▸ Records from a data source:

=-=-=

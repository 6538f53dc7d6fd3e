use std::path::PathBuf;
use std::sync::Arc;

use clap::Args;

use crate::infra::{standard_roster, InMemoryLeadRepository, InMemoryRoster, LogNotificationSink};
use leadflow::error::AppError;
use leadflow::workflows::import::CsvLeadImporter;
use leadflow::workflows::intake::{
    ContactMethod, LeadIntakeService, LeadRecord, LeadScorer, LeadSubmission, RoutingConfig,
    ScoredLead, ScoringConfig,
};

#[derive(Args, Debug)]
pub(crate) struct ScoreReportArgs {
    /// CSV lead export to score (Name, Email, Phone, Case Type, Message, ...)
    #[arg(long)]
    pub(crate) csv: PathBuf,
}

#[derive(Args, Debug, Default)]
pub(crate) struct DemoArgs {
    /// Optional CSV lead export to route instead of the built-in samples
    #[arg(long)]
    pub(crate) csv: Option<PathBuf>,
}

/// Score an exported lead list without touching any roster: the pure half of
/// the pipeline, printed as a qualification report.
pub(crate) fn run_score_report(args: ScoreReportArgs) -> Result<(), AppError> {
    let submissions = CsvLeadImporter::from_path(&args.csv)?;
    let scorer = LeadScorer::new(ScoringConfig::standard());

    println!("Lead qualification report ({} leads)", submissions.len());
    println!();
    for submission in submissions {
        let scored = scorer.score(submission);
        render_scored_lead(&scored);
    }

    Ok(())
}

pub(crate) fn run_demo(args: DemoArgs) -> Result<(), AppError> {
    let submissions = match args.csv {
        Some(path) => CsvLeadImporter::from_path(path)?,
        None => sample_submissions(),
    };

    let roster = standard_roster();
    let service = LeadIntakeService::new(
        Arc::new(roster.clone()),
        Arc::new(InMemoryLeadRepository::default()),
        Arc::new(LogNotificationSink),
        ScoringConfig::standard(),
        RoutingConfig::standard(),
    );

    println!("Lead intake demo ({} submissions)", submissions.len());
    for result in service.intake_batch(submissions) {
        match result {
            Ok(record) => render_routed_lead(&record),
            Err(err) => println!("\n! intake failed: {err}"),
        }
    }

    render_roster(&roster);
    Ok(())
}

fn render_scored_lead(scored: &ScoredLead) {
    println!(
        "- {} <{}> [{}]",
        scored.submission.name, scored.submission.email, scored.submission.case_type
    );
    println!(
        "  urgency {} | value {} | completeness {} | engagement {} | timing {}",
        scored.factors.urgency,
        scored.factors.case_value,
        scored.factors.completeness,
        scored.factors.engagement,
        scored.factors.timing
    );
    println!(
        "  aggregate {} -> {} | est. ${} | respond within {}",
        scored.aggregate,
        scored.qualification.label(),
        scored.estimated_value,
        scored.response_sla.label()
    );
}

fn render_routed_lead(record: &LeadRecord) {
    println!();
    render_scored_lead(&record.scored);
    if let Some(decision) = &record.decision {
        let member = decision
            .outcome
            .member_id()
            .map(|id| id.0.as_str())
            .unwrap_or("(queued)");
        println!(
            "  routed [{}] to {} / {} at {} priority",
            decision.outcome.label(),
            decision.team,
            member,
            decision.priority.label()
        );
        println!("  reason: {}", decision.reason);
        if !decision.alternatives.is_empty() {
            println!("  escalation: {}", decision.alternatives.join(" -> "));
        }
    }
}

fn render_roster(roster: &InMemoryRoster) {
    println!("\nRoster load after routing");
    for (team, members) in roster.snapshot() {
        println!("- {team}");
        for member in members {
            println!(
                "  {} {}/{} ({})",
                member.name,
                member.current_load,
                member.max_load,
                member.availability.label()
            );
        }
    }
}

fn sample_submissions() -> Vec<LeadSubmission> {
    vec![
        LeadSubmission {
            name: "Jordan Avery".to_string(),
            email: "jordan.avery@example.com".to_string(),
            phone: Some("515-555-0100".to_string()),
            case_type: "Personal Injury".to_string(),
            message: "Car accident on I-80 yesterday, injured and still at the hospital. \
                      How much does a consultation cost?"
                .to_string(),
            preferred_contact: Some(ContactMethod::Phone),
            location: Some("Des Moines, IA".to_string()),
            language: Some("en".to_string()),
        },
        LeadSubmission {
            name: "Priya Natarajan".to_string(),
            email: "priya.n@example.com".to_string(),
            phone: Some("515-555-0188".to_string()),
            case_type: "Business Law".to_string(),
            message: "We are reviewing a vendor contract and need counsel before the deadline \
                      next month. What are your fees for contract review?"
                .to_string(),
            preferred_contact: Some(ContactMethod::Email),
            location: Some("West Des Moines, IA".to_string()),
            language: None,
        },
        LeadSubmission {
            name: "Sam Lowe".to_string(),
            email: "sam.lowe@example.com".to_string(),
            phone: None,
            case_type: "General Inquiry".to_string(),
            message: "just curious about your services".to_string(),
            preferred_contact: None,
            location: None,
            language: None,
        },
    ]
}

=-=-=

▸ Brief: Write out the records above exactly, from the opening line to the line with "#[derive(Args, Debug, Default)]", including both, with nothing added.

▸ Solution:
repository 6538f53dc7d6fd3e
use std::path::PathBuf;
use std::sync::Arc;

use clap::Args;

use crate::infra::{standard_roster, InMemoryLeadRepository, InMemoryRoster, LogNotificationSink};
use leadflow::error::AppError;
use leadflow::workflows::import::CsvLeadImporter;
use leadflow::workflows::intake::{
    ContactMethod, LeadIntakeService, LeadRecord, LeadScorer, LeadSubmission, RoutingConfig,
    ScoredLead, ScoringConfig,
};

#[derive(Args, Debug)]
pub(crate) struct ScoreReportArgs {
    /// CSV lead export to score (Name, Email, Phone, Case Type, Message, ...)
    #[arg(long)]
    pub(crate) csv: PathBuf,
}

#[derive(Args, Debug, Default)]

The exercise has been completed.